- The paper provides a theoretical proof that, in over-parameterized networks, pruning yields a weight-subnetwork that approximates any target ReLU network.
- It demonstrates that pruning is as effective as weight optimization by showing both weight- and neuron-subnetworks can match target performance.
- The study highlights the computational challenges inherent in finding optimal subnetworks, paralleling the hardness of training neural networks.
"Proving the Lottery Ticket Hypothesis: Pruning is All You Need"
Introduction
The paper "Proving the Lottery Ticket Hypothesis: Pruning is All You Need" addresses the hypothesis originally proposed by Frankle and Carbin, which suggests the existence of small, high-performing subnetworks within large, randomly-initialized neural networks. This research extends the hypothesis by providing theoretical proofs that such subnetworks exist in over-parameterized networks without requiring further training. The authors categorize subnetworks into weight-subnetworks and neuron-subnetworks, exploring the conditions under which each can approximate target network performance.
Theoretical Contributions
The main theoretical contribution is a proof that, under certain conditions, a sufficiently large randomly-initialized neural network contains a subnetwork that achieves accuracy comparable to a target network. Specifically, for any target ReLU network with bounded weights, a weight-subnetwork can be found within a larger network that closely approximates the target's function, using random initialization.
The proof involves constructing an approximation by pruning a network of depth twice that of the target network. For shallow networks, neuron-subnetworks were shown to be competitive with the random features model, a significant finding given known limitations of random features in capturing complex functions.

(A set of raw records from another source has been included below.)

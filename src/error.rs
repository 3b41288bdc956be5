//! Error types for md2slack.

use std::io;
use thiserror::Error;

/// Result type alias for md2slack operations.
pub type Result<T> = std::result::Result<T, Error>;

#[derive(Error, Debug)]
pub enum Error {
    /// An inline node with no rich text counterpart reached a paragraph
    /// while the unsupported-inline policy is `error`.
    #[error("Unexpected child type: {0}")]
    UnsupportedInline(&'static str),

    /// I/O error when reading input or config, or writing output.
    #[error("I/O error: {0}")]
    Io(#[from] io::Error),

    /// The config file is not valid TOML or has wrongly typed values.
    #[error("Invalid config: {0}")]
    Config(#[from] toml::de::Error),

    /// Error serializing blocks to JSON.
    #[error("JSON serialization error: {0}")]
    Json(#[from] serde_json::Error),
}
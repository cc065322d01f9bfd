//! Portfolio analytics module.
//!
//! Provides risk/return metrics, drawdown, correlation, the performance
//! summary table and the facade that bundles them.

mod correlation;
mod drawdown;
mod metrics;
mod performance;
mod risk;
mod turnover;

pub use correlation::correlation_matrix;
pub use drawdown::calculate_drawdown;
pub use metrics::{compute_metrics, PortfolioAnalyzer, PortfolioMetrics};
pub use performance::{annualized_return, performance_summary, total_return, PERIOD_LABELS};
pub use risk::{alpha, beta, sharpe_ratio, value_at_risk, volatility};
pub use turnover::turnover_rate;

use crate::types::{MetricVector, ReturnsPanel};

/// Annualization constant: trading days per year.
pub const TRADING_DAYS_PER_YEAR: f64 = 252.0;

/// Apply `f` to every column of a returns panel.
///
/// An empty panel (no rows or no instruments) yields an empty vector.
fn per_instrument(returns: &ReturnsPanel, f: impl Fn(&[f64]) -> f64) -> MetricVector {
    if returns.is_empty() {
        return MetricVector::new();
    }

    returns
        .iter_columns()
        .map(|(name, column)| (name.to_string(), f(column)))
        .collect()
}
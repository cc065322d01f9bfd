//! Derived series consumed by charting front ends.
//!
//! Only the data is produced here; rendering belongs to the presentation layer.

use crate::portfolio::{annualized_return, volatility};
use crate::types::{Panel, ReturnsPanel};
use crate::{Error, Result};
use serde::{Deserialize, Serialize};

/// Rolling mean of daily returns, in percent.
///
/// Row `d` holds the mean of the `window` returns ending at `d`, times 100.
/// The first `window - 1` rows have no full window and are `None`.
///
/// # Errors
///
/// `window` is zero.
pub fn rolling_returns(returns: &ReturnsPanel, window: usize) -> Result<Panel<Option<f64>>> {
    if window == 0 {
        return Err(Error::InvalidParameter(
            "rolling window must be at least 1".to_string(),
        ));
    }

    let columns = returns
        .columns()
        .iter()
        .map(|column| {
            let mut out = Vec::with_capacity(column.len());
            let mut sum = 0.0;
            for (i, value) in column.iter().enumerate() {
                sum += value;
                if i >= window {
                    sum -= column[i - window];
                }
                out.push((i + 1 >= window).then(|| sum / window as f64 * 100.0));
            }
            out
        })
        .collect();

    Ok(Panel::from_parts(
        returns.dates().to_vec(),
        returns.instruments().to_vec(),
        columns,
    ))
}

/// One instrument's position on the risk/return plane.
#[derive(Debug, Clone, PartialEq, Serialize, Deserialize)]
pub struct RiskReturnPoint {
    pub instrument: String,
    /// Annualized volatility in percent
    pub volatility: f64,
    /// Annualized return in percent
    pub annualized_return: f64,
}

/// Volatility and annualized return per instrument, in column order.
pub fn risk_return_profile(returns: &ReturnsPanel) -> Vec<RiskReturnPoint> {
    let vol = volatility(returns);
    let ret = annualized_return(returns);

    returns
        .instruments()
        .iter()
        .filter_map(|name| {
            Some(RiskReturnPoint {
                instrument: name.clone(),
                volatility: vol.get(name)?,
                annualized_return: ret.get(name)?,
            })
        })
        .collect()
}

#[cfg(test)]
mod tests {
    use super::*;
    use approx::assert_relative_eq;
    use chrono::{Days, NaiveDate};

    fn returns_panel(columns: Vec<(&str, Vec<f64>)>) -> ReturnsPanel {
        let n = columns[0].1.len() as u64;
        let dates = (0..n)
            .map(|i| NaiveDate::from_ymd_opt(2024, 7, 1).unwrap() + Days::new(i))
            .collect();
        let (names, cols) = columns
            .into_iter()
            .map(|(name, col)| (name.to_string(), col))
            .unzip();
        ReturnsPanel::from_returns(dates, names, cols).unwrap()
    }

    #[test]
    fn test_rolling_returns() {
        let returns = returns_panel(vec![("A", vec![0.01, 0.02, 0.03, -0.03])]);
        let rolling = rolling_returns(&returns, 2).unwrap();
        let col = rolling.column("A").unwrap();

        assert_eq!(col[0], None);
        assert_relative_eq!(col[1].unwrap(), 1.5, epsilon = 1e-9);
        assert_relative_eq!(col[2].unwrap(), 2.5, epsilon = 1e-9);
        assert_relative_eq!(col[3].unwrap(), 0.0, epsilon = 1e-9);
    }

    #[test]
    fn test_rolling_window_longer_than_series() {
        let returns = returns_panel(vec![("A", vec![0.01, 0.02])]);
        let rolling = rolling_returns(&returns, 30).unwrap();
        assert!(rolling.column("A").unwrap().iter().all(Option::is_none));
    }

    #[test]
    fn test_rolling_zero_window_rejected() {
        let returns = returns_panel(vec![("A", vec![0.01])]);
        assert!(matches!(
            rolling_returns(&returns, 0),
            Err(Error::InvalidParameter(_))
        ));
    }

    #[test]
    fn test_risk_return_profile_order() {
        let returns = returns_panel(vec![
            ("ZZ", vec![0.01, -0.01, 0.02]),
            ("AA", vec![0.0, 0.0, 0.0]),
        ]);

        let profile = risk_return_profile(&returns);

        assert_eq!(profile.len(), 2);
        assert_eq!(profile[0].instrument, "ZZ");
        assert_eq!(profile[1].volatility, 0.0);
        assert_eq!(profile[1].annualized_return, 0.0);
        assert!(profile[0].volatility > 0.0);
    }
}
//! Price loading collaborators.
//!
//! The engine never fetches data itself: callers hand it a [`PricePanel`],
//! usually produced by a [`PriceLoader`].

use crate::types::{PricePanel, PriceRecord};
use crate::{Error, Result};
use chrono::NaiveDate;
use std::env;
use std::fs;
use std::path::{Path, PathBuf};

/// Source of aligned price panels.
pub trait PriceLoader {
    /// Load closing prices for `instruments` between `start` and `end`
    /// inclusive. Columns follow the order of `instruments`.
    fn load(&self, instruments: &[String], start: NaiveDate, end: NaiveDate) -> Result<PricePanel>;
}

impl<L: PriceLoader + ?Sized> PriceLoader for &L {
    fn load(&self, instruments: &[String], start: NaiveDate, end: NaiveDate) -> Result<PricePanel> {
        (**self).load(instruments, start, end)
    }
}

/// Loader over records already held in memory.
#[derive(Debug, Clone, Default)]
pub struct InMemoryLoader {
    records: Vec<PriceRecord>,
}

impl InMemoryLoader {
    pub fn new(records: Vec<PriceRecord>) -> Self {
        Self { records }
    }

    pub fn records(&self) -> &[PriceRecord] {
        &self.records
    }
}

impl PriceLoader for InMemoryLoader {
    fn load(&self, instruments: &[String], start: NaiveDate, end: NaiveDate) -> Result<PricePanel> {
        build_panel(&self.records, instruments, start, end)
    }
}

/// Loader reading a JSON array of [`PriceRecord`]s from disk.
///
/// The file is read on every call so each request sees its own snapshot.
#[derive(Debug, Clone)]
pub struct JsonFileLoader {
    path: PathBuf,
}

impl JsonFileLoader {
    pub fn new(path: impl Into<PathBuf>) -> Self {
        Self { path: path.into() }
    }

    /// Get the default price file path.
    ///
    /// Default path: `~/.portfolio-analytics/prices.json`
    /// Can be overridden with `PORTFOLIO_ANALYTICS_DATA` environment variable.
    pub fn default_path() -> PathBuf {
        if let Ok(path) = env::var("PORTFOLIO_ANALYTICS_DATA") {
            return PathBuf::from(path);
        }

        directories::BaseDirs::new()
            .map(|dirs| dirs.home_dir().join(".portfolio-analytics/prices.json"))
            .unwrap_or_else(|| PathBuf::from("prices.json"))
    }

    pub fn path(&self) -> &Path {
        &self.path
    }

    /// Read every record in the file.
    pub fn read_records(&self) -> Result<Vec<PriceRecord>> {
        let content = fs::read_to_string(&self.path)?;
        let records: Vec<PriceRecord> = serde_json::from_str(&content)?;
        tracing::debug!(path = %self.path.display(), records = records.len(), "read price records");
        Ok(records)
    }

    /// Distinct tickers in the file, upper-cased, in first-seen order.
    pub fn tickers(&self) -> Result<Vec<String>> {
        let mut tickers: Vec<String> = Vec::new();
        for record in self.read_records()? {
            let ticker = record.ticker.to_uppercase();
            if !tickers.contains(&ticker) {
                tickers.push(ticker);
            }
        }
        Ok(tickers)
    }
}

impl PriceLoader for JsonFileLoader {
    fn load(&self, instruments: &[String], start: NaiveDate, end: NaiveDate) -> Result<PricePanel> {
        build_panel(&self.read_records()?, instruments, start, end)
    }
}

fn build_panel(
    records: &[PriceRecord],
    instruments: &[String],
    start: NaiveDate,
    end: NaiveDate,
) -> Result<PricePanel> {
    if start > end {
        return Err(Error::InvalidParameter(format!(
            "start date {} is after end date {}",
            start, end
        )));
    }

    let in_range: Vec<PriceRecord> = records
        .iter()
        .filter(|r| r.date >= start && r.date <= end)
        .cloned()
        .collect();

    let panel = PricePanel::from_records(instruments, &in_range)?;
    if panel.is_empty() {
        return Err(Error::InsufficientData(format!(
            "no prices for {} between {} and {}",
            instruments.join(","),
            start,
            end
        )));
    }

    tracing::debug!(
        rows = panel.len(),
        instruments = panel.instrument_count(),
        "loaded price panel"
    );
    Ok(panel)
}
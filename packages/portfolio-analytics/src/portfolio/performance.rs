//! Portfolio performance analytics.

use super::{per_instrument, TRADING_DAYS_PER_YEAR};
use crate::config::LookbackBasis;
use crate::stats::mean;
use crate::types::{MetricVector, PerformanceRow, PricePanel, ReturnsPanel};
use crate::{Error, Result};
use chrono::{Datelike, Days, NaiveDate};

/// Period labels of the performance summary, in row order.
pub const PERIOD_LABELS: [&str; 7] = ["1M", "3M", "YTD", "1Y", "3Y", "5Y", "Inception"];

/// How a lookback window finds its nominal start date.
#[derive(Debug, Clone, Copy)]
enum Window {
    /// Calendar days before the end date
    CalendarDays(u64),
    /// Nominal trading days, interpreted per [`LookbackBasis`]
    TradingDays(u64),
    /// January 1 of the end date's year
    YearToDate,
    /// The caller-supplied inception date
    Inception,
}

const WINDOWS: [(&str, Window); 7] = [
    ("1M", Window::CalendarDays(30)),
    ("3M", Window::CalendarDays(90)),
    ("YTD", Window::YearToDate),
    ("1Y", Window::TradingDays(252)),
    ("3Y", Window::TradingDays(756)),
    ("5Y", Window::TradingDays(1260)),
    ("Inception", Window::Inception),
];

/// Calculate total return in percent between two dates of the panel.
///
/// `(price[end] / price[start] - 1) * 100` per instrument. An instrument
/// with no price on either date gets NaN.
///
/// # Errors
///
/// `start` or `end` is not a date of the panel.
pub fn total_return(prices: &PricePanel, start: NaiveDate, end: NaiveDate) -> Result<MetricVector> {
    let start_row = prices.position(start).ok_or(Error::DateNotInPanel(start))?;
    let end_row = prices.position(end).ok_or(Error::DateNotInPanel(end))?;

    Ok(prices
        .iter_columns()
        .map(|(name, column)| {
            let value = match (column[start_row], column[end_row]) {
                (Some(first), Some(last)) => (last / first - 1.0) * 100.0,
                _ => f64::NAN,
            };
            (name.to_string(), value)
        })
        .collect())
}

/// Calculate annualized return in percent.
///
/// `mean(daily) * 252 * 100`. This is simple scaling of the mean daily
/// return, not geometric compounding, so it is linear in the daily returns
/// and overstates the compounded figure for volatile series.
pub fn annualized_return(returns: &ReturnsPanel) -> MetricVector {
    per_instrument(returns, |column| {
        mean(column).unwrap_or(0.0) * TRADING_DAYS_PER_YEAR * 100.0
    })
}

/// Returns over the fixed lookback windows, one row per period.
///
/// Each window's nominal start is clamped to the panel's first date and then
/// snapped forward to the first date present in the panel; the window ends on
/// the panel's last date. Values are percent returns rounded to 2 decimals.
/// A window covering fewer than two rows is left out.
pub fn performance_summary(
    prices: &PricePanel,
    inception: NaiveDate,
    basis: LookbackBasis,
) -> Vec<PerformanceRow> {
    let (Some(first), Some(end)) = (prices.first_date(), prices.last_date()) else {
        return Vec::new();
    };
    let end_row = prices.len() - 1;

    let mut rows = Vec::with_capacity(WINDOWS.len());
    for (label, window) in WINDOWS {
        let nominal = match window {
            Window::CalendarDays(days) => end.checked_sub_days(Days::new(days)).unwrap_or(first),
            Window::TradingDays(days) => match basis {
                LookbackBasis::CalendarDays => {
                    end.checked_sub_days(Days::new(days)).unwrap_or(first)
                }
                LookbackBasis::TradingRows => {
                    let back = usize::try_from(days).unwrap_or(usize::MAX);
                    prices.dates()[end_row.saturating_sub(back)]
                }
            },
            Window::YearToDate => NaiveDate::from_yo_opt(end.year(), 1).unwrap_or(first),
            Window::Inception => inception,
        };

        let Some(anchor_row) = prices.position_at_or_after(nominal.max(first)) else {
            tracing::warn!(period = label, %nominal, "no panel date at or after window start");
            continue;
        };

        if end_row - anchor_row + 1 < 2 {
            tracing::warn!(period = label, "window covers fewer than two rows, omitted");
            continue;
        }

        let returns = prices
            .iter_columns()
            .map(|(name, column)| {
                let value = match (column[anchor_row], column[end_row]) {
                    (Some(start), Some(last)) => round2((last / start - 1.0) * 100.0),
                    _ => f64::NAN,
                };
                (name.to_string(), value)
            })
            .collect();

        rows.push(PerformanceRow {
            period: label.to_string(),
            anchor: prices.dates()[anchor_row],
            returns,
        });
    }

    rows
}

fn round2(value: f64) -> f64 {
    (value * 100.0).round() / 100.0
}

#[cfg(test)]
mod tests {
    use super::*;
    use crate::returns::calculate_returns;
    use approx::assert_relative_eq;

    fn ymd(y: i32, m: u32, d: u32) -> NaiveDate {
        NaiveDate::from_ymd_opt(y, m, d).unwrap()
    }

    /// One row per calendar day from `start`, price rising by 1 a day.
    fn daily_panel(start: NaiveDate, days: u64) -> PricePanel {
        let dates: Vec<NaiveDate> = (0..days).map(|i| start + Days::new(i)).collect();
        let prices = (0..days).map(|i| 100.0 + i as f64).collect();
        PricePanel::from_columns(dates, vec!["AAPL".to_string()], vec![prices]).unwrap()
    }

    #[test]
    fn test_total_return() {
        let panel = daily_panel(ymd(2024, 1, 1), 11);
        let tr = total_return(&panel, ymd(2024, 1, 1), ymd(2024, 1, 11)).unwrap();
        assert_relative_eq!(tr.get("AAPL").unwrap(), 10.0, epsilon = 1e-9);
    }

    #[test]
    fn test_total_return_requires_panel_dates() {
        let panel = daily_panel(ymd(2024, 1, 1), 5);
        let result = total_return(&panel, ymd(2023, 12, 31), ymd(2024, 1, 5));
        assert!(matches!(result, Err(Error::DateNotInPanel(d)) if d == ymd(2023, 12, 31)));
    }

    #[test]
    fn test_annualized_return_is_linear() {
        let panel = PricePanel::from_columns(
            (1..=6).map(|d| ymd(2024, 2, d)).collect(),
            vec!["A".to_string()],
            vec![vec![100.0, 101.0, 99.5, 102.0, 103.1, 102.7]],
        )
        .unwrap();
        let returns = calculate_returns(&panel);
        let base = annualized_return(&returns).get("A").unwrap();

        let scaled: Vec<f64> = returns.column("A").unwrap().iter().map(|r| r * 3.0).collect();
        let scaled =
            ReturnsPanel::from_returns(returns.dates().to_vec(), vec!["A".to_string()], vec![scaled])
                .unwrap();

        assert_relative_eq!(annualized_return(&scaled).get("A").unwrap(), 3.0 * base, epsilon = 1e-9);
    }

    #[test]
    fn test_summary_has_all_periods_in_order() {
        // Six years of daily rows ending 2025-06-30
        let start = ymd(2019, 6, 30);
        let panel = daily_panel(start, 2193);
        assert_eq!(panel.last_date(), Some(ymd(2025, 6, 30)));

        let rows = performance_summary(&panel, start, LookbackBasis::CalendarDays);
        let labels: Vec<&str> = rows.iter().map(|r| r.period.as_str()).collect();
        assert_eq!(labels, PERIOD_LABELS);

        assert_eq!(rows[0].anchor, ymd(2025, 5, 31));
        assert_eq!(rows[2].anchor, ymd(2025, 1, 1));
        assert_eq!(rows[3].anchor, ymd(2024, 10, 21));
        assert_eq!(rows[6].anchor, start);
    }

    #[test]
    fn test_summary_values_rounded() {
        let panel = PricePanel::from_columns(
            vec![ymd(2024, 1, 2), ymd(2024, 1, 3), ymd(2024, 1, 4)],
            vec!["A".to_string()],
            vec![vec![3.0, 3.5, 4.0]],
        )
        .unwrap();

        let rows = performance_summary(&panel, ymd(2024, 1, 2), LookbackBasis::CalendarDays);
        // 4 / 3 - 1 = 33.333...%
        assert_eq!(rows[0].get("A"), Some(33.33));
    }

    #[test]
    fn test_inception_before_panel_clamps_to_first_date() {
        let panel = daily_panel(ymd(2024, 3, 1), 20);
        let rows = performance_summary(&panel, ymd(2010, 1, 1), LookbackBasis::CalendarDays);

        let inception = rows.iter().find(|r| r.period == "Inception").unwrap();
        assert_eq!(inception.anchor, ymd(2024, 3, 1));
    }

    #[test]
    fn test_inception_snaps_forward_to_next_date() {
        let panel = PricePanel::from_columns(
            vec![ymd(2024, 1, 2), ymd(2024, 1, 5), ymd(2024, 1, 8)],
            vec!["A".to_string()],
            vec![vec![10.0, 11.0, 12.0]],
        )
        .unwrap();

        let rows = performance_summary(&panel, ymd(2024, 1, 3), LookbackBasis::CalendarDays);
        let inception = rows.iter().find(|r| r.period == "Inception").unwrap();
        assert_eq!(inception.anchor, ymd(2024, 1, 5));
        assert!(inception.anchor >= ymd(2024, 1, 3));
    }

    #[test]
    fn test_inception_after_last_date_is_omitted() {
        let panel = daily_panel(ymd(2024, 3, 1), 10);
        let rows = performance_summary(&panel, ymd(2025, 1, 1), LookbackBasis::CalendarDays);
        assert!(rows.iter().all(|r| r.period != "Inception"));
        assert_eq!(rows.len(), 6);
    }

    #[test]
    fn test_trading_rows_basis_counts_rows() {
        // Weekday-only rows: 252 rows back is about a calendar year
        let mut dates = Vec::new();
        let mut day = ymd(2022, 1, 3);
        while dates.len() < 600 {
            if day.weekday().num_days_from_monday() < 5 {
                dates.push(day);
            }
            day = day + Days::new(1);
        }
        let prices = (0..dates.len()).map(|i| 50.0 + i as f64 * 0.1).collect();
        let panel = PricePanel::from_columns(dates.clone(), vec!["A".to_string()], vec![prices])
            .unwrap();

        let rows = performance_summary(&panel, dates[0], LookbackBasis::TradingRows);
        let one_year = rows.iter().find(|r| r.period == "1Y").unwrap();
        assert_eq!(one_year.anchor, dates[599 - 252]);

        let calendar = performance_summary(&panel, dates[0], LookbackBasis::CalendarDays);
        let one_year_calendar = calendar.iter().find(|r| r.period == "1Y").unwrap();
        assert!(one_year_calendar.anchor > one_year.anchor);
    }

    #[test]
    fn test_single_row_panel_has_no_rows() {
        let panel = daily_panel(ymd(2024, 3, 1), 1);
        assert!(performance_summary(&panel, ymd(2024, 3, 1), LookbackBasis::CalendarDays).is_empty());
    }

    #[test]
    fn test_empty_panel_has_no_rows() {
        let panel = PricePanel::empty(vec!["A".to_string()]);
        assert!(performance_summary(&panel, ymd(2024, 3, 1), LookbackBasis::CalendarDays).is_empty());
    }
}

Results on Neural Network Pruning
The authors conclude that pruning weight or neuron elements from an over-parameterized network is as effective as optimizing the network's weights for approximating target functions. This implies that in terms of expressive power, pruning is an adequate substitute for training. The required network size before pruning is polynomially dependent on the problem parameters.
Computational Implications
While demonstrating expressive power, the paper also establishes the computational difficulty in finding these subnetworks: finding an optimal subnetwork remains computationally hard, akin to training a neural network. This aligns with the established hardness of learning even simple networks.
The equivalence drawn between random features and neuron-subnetworks suggests inherent limitations in approximating more complex functions, such as single ReLU neurons, efficiently using these methods.
Practical Implications and Future Work
Practically, the results motivate the development of more sophisticated pruning algorithms aimed at both theoretical soundness and empirical efficacy, particularly in reducing inference costs and diversifying beyond gradient-based optimization. Future research directions include refining the computational efficiency of pruning and extending results across varying architectures, e.g., convolutional networks and ResNets.
Conclusion
The paper fortifies the theoretical foundation of the Lottery Ticket Hypothesis, establishing a strong case for pruning as a viable and potent method in neural network approximation. It opens pathways for further exploration into the pruning paradigm with the potential of offering computational advantages, backed by rigorous theoretical grounding.